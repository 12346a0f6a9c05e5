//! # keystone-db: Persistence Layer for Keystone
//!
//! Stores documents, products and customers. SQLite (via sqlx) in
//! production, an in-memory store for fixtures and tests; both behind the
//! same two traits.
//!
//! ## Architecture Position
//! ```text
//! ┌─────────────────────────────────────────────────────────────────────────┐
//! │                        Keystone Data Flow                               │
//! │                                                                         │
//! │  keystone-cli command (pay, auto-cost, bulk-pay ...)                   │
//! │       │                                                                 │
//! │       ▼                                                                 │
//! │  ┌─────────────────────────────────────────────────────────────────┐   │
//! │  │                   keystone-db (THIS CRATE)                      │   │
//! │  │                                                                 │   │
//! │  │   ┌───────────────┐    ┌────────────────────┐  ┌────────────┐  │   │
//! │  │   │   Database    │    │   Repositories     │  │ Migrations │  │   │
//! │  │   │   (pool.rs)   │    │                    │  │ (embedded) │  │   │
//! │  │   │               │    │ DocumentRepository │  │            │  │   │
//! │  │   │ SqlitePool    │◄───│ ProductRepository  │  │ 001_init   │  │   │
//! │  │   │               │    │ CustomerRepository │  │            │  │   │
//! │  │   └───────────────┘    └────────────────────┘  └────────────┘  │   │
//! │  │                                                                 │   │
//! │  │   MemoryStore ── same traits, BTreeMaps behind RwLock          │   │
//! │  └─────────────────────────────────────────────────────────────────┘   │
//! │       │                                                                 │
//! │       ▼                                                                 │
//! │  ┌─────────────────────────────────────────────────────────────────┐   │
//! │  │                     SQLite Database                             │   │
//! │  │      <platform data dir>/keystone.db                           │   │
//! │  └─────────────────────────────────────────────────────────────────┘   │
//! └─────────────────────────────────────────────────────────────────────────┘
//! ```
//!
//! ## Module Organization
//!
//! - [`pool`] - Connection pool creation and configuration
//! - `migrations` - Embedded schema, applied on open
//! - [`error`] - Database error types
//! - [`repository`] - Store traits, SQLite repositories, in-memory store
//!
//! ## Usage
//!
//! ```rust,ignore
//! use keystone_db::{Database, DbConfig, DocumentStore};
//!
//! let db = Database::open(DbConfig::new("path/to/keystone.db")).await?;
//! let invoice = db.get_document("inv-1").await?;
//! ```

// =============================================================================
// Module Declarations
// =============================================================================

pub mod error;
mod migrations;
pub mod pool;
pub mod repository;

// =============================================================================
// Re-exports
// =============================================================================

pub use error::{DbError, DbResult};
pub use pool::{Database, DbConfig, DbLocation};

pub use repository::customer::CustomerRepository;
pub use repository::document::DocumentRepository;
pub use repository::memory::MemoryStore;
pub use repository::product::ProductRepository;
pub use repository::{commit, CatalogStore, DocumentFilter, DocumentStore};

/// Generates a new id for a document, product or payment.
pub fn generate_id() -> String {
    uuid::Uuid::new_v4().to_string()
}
----------
Your task for the entries above: copy exactly the span starting with the line with "pub mod pool;" and going on through the line with "pub use repository::customer::CustomerRepository;", both lines included, and nothing else.

- **ANSWER SPACE**
pub mod pool;
pub mod repository;

// =============================================================================
// Re-exports
// =============================================================================

pub use error::{DbError, DbResult};
pub use pool::{Database, DbConfig, DbLocation};

pub use repository::customer::CustomerRepository;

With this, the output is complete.